Pasquale Bruno, anche se ha appeso gli scarpini al chiodo da diversi anni, anche in TV ha mantenuto la stessa grinta che aveva in campo.

Sebbene siano passati diversi anni da quando ha smesso di giocare a calcio, ai tifosi del Toro il nome di Pasquale Bruno provoca ancora fortissime emozioni. D’altronde con la maglia granata addosso ha regalato forti emozioni alla tifoseria granata, incarnando come pochi altri lo spirito della squadra torinese. In campo era un difensore rude, difficile da superare, che non aveva certo paura di fermare gli avversari con le brutte maniere nel caso fosse stato necessario. Non è un caso se il suo soprannome è O’ Animale. La stessa grinta, lo stesso temperamento lo ha mantenuto anche dopo aver appeso gli scarpini al chiodo: non a caso, così come entrava a gamba tesa sugli avversari in campo, ora fa lo stesso con i suoi interventi in TV.

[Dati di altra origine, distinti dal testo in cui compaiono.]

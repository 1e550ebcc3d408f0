use std::sync::LazyLock;

use regex::Regex;
use thiserror::Error;

use super::source::Source;

/// Matches the ways yt-dlp and SoundCloud report throttling.
static RATE_LIMIT: LazyLock<Regex> = LazyLock::new(|| {
    Regex::new(r"(?i)\b429\b|too many requests|rate[ -]?limit").expect("valid rate limit pattern")
});

/// Errors raised by the queue engine
#[derive(Error, Debug, Clone, PartialEq)]
pub enum PlayerError {
    #[error("SoundCloud rate limit reached: {0}")]
    RateLimited(String),

    #[error("No results found for `{0}`")]
    NoResult(String),

    #[error("Audio source error: {0}")]
    Source(String),

    #[error("Playback error: {0}")]
    Playback(String),

    #[error("Failed to join voice channel: {0}")]
    Join(String),

    #[error("Not connected to a voice channel")]
    NotConnected,

    #[error("Nothing is playing")]
    NothingPlaying,
}

impl PlayerError {
    /// Classify a failure reported while resolving from `source`. `user_text`
    /// is what the user typed; yt-dlp echoes it back, so it is ignored when
    /// looking for a rate limit.
    pub fn from_source_failure(
        source: Source,
        message: impl Into<String>,
        user_text: &str,
    ) -> Self {
        let message = message.into();
        let reported = if user_text.is_empty() {
            message.clone()
        } else {
            message.replace(user_text, " ")
        };

        if is_throttled(source, &reported) {
            Self::RateLimited(message)
        } else {
            Self::Source(message)
        }
    }

    /// Classify a failure raised by songbird while the track `title` was
    /// streaming. Only `reason` is checked for a rate limit.
    pub fn from_playback_failure(source: Source, title: &str, reason: &str) -> Self {
        let message = format!("Could not play {title}: {reason}");
        if is_throttled(source, reason) {
            Self::RateLimited(message)
        } else {
            Self::Playback(message)
        }
    }

    /// Stable machine-readable code for this error
    pub fn code(&self) -> &'static str {
        match self {
            Self::RateLimited(_) => "SOUNDCLOUD_PLUGIN_RATE_LIMITED",
            Self::NoResult(_) => "NO_RESULT",
            Self::Source(_) => "SOURCE_ERROR",
            Self::Playback(_) => "PLAYBACK_ERROR",
            Self::Join(_) => "VOICE_CONNECT_FAILED",
            Self::NotConnected => "NOT_CONNECTED",
            Self::NothingPlaying => "NOTHING_PLAYING",
        }
    }

    pub fn is_rate_limited(&self) -> bool {
        matches!(self, Self::RateLimited(_))
    }
}

fn is_throttled(source: Source, reason: &str) -> bool {
    source == Source::SoundCloud && RATE_LIMIT.is_match(reason)
}

pub type PlayerResult<T> = Result<T, PlayerError>;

Pasquale Bruno: la carriera

Pasquale Bruno è nato a San Donato di Lecce il 19 giugno del 1962 (il suo segno zodiacale è quindi quello dei Gemelli). Ha iniziato a giocare nel Lecce, squadra con la quale nel 1979 (a 17 anni) ha anche fatto il suo esordio tra i professionisti, in serie B. Nel 1983 si è trasferito al Como, con cui ha immediatamente conquistato la promozione in serie A: dopo quattro stagioni tra le fila dei lombardi nel 1987 per il difensore è arrivata la chiamata della Juventus, squadra con cui nel ’90 ha vinto una Coppa Italia e una Coppa Uefa.

Pasquale Bruno
Pasquale Bruno

Da bambino Pasquale Bruno era tifoso proprio della Juventus: il trasferimento alla squadra bianconera nel 1987 per lui è stato il realizzarsi di un sogno. Ma a Torino, grazie anche a un amico tifoso granata, ha pian piano iniziato a conoscere la storia e la tifoseria del Toro, tanto da diventare lui stesso un tifoso granata. E’ così che nell’estate del 1990, dopo essere stato messo sul mercato dalla Juventus, è stato lo stesso Bruno a chiedere di essere ceduto al Torino.

Proprio a causa del suo passato in bianconero, i rapporti con la tifoseria granata non sono stati inizialmente semplici, ma con la sua grinta Bruno ha saputo diventare un idolo della curva Maratona. Ha lasciato il Torino nel 1993, dopo aver vinto una Coppa Italia, per trasferirsi alla Fiorentina. Nel ’95 è tornato per sei mesi al Lecce, ha poi chiuso la carriera da calciatore giocando prima in Scozia all’Hearts, poi in Inghilterra con il Wigan.

Pasquale Bruno: la vita privata

Pasquale Bruno è sposato con Marcella e ha due figlie: Sandra e Marta. La prima è la moglie di un altro ex calciatore: l’attaccante uruguaiano Javier Chevanton. I due si sono conosciuti quando Chevanton giocava proprio nel Lecce.

Pasquale Bruno: dove vive

Pasquale Bruno nel corso della sua carriera da calciatore ha cambiato spesso abitazione, in basse alla città della squadra nella quale giocava. Una volta terminata la propria carriera, è tornato in Puglia, nella sua Lecce dove tutt’ora risiede insieme alla propria famiglia.

Pasquale Bruno: le curiosità

– E’ soprannominato O’ Animale, un nomignolo che gli era stato da un suo compagno di squadra ai tempi della Juventus, Roberto Tricella, per via del suo modo di giocare molto fisico e rude.

– Quando giocava nella Juventus, si camuffava per andare a vedere di nascosto a vedere le partite del Torino, squadra di cui era diventato tifoso.

– Nel corso della sua carriera ha collezionato oltre 100 ammonizione più numerosi cartellini rossi. Nel 1991, dopo un derby Torino-Juventus nel quale fu espulso, ricevette 8 giornate di squalifica per le veementi proteste. Diversi suoi compagni lo dovettero portare a forza fuori dal campo per evitare che le proteste degenerassero.

– Oltre che di calcio, è anche appassionato di un altro sport che pratica a livello amatoriale: la mountain bike.

– Non ha profili sui vari social network.

– Dal 2020 è ospite fisso della trasmissione di Italia 1 Tiki Taka condotta da Piero Chiambretti, anche lui tifoso del Toro.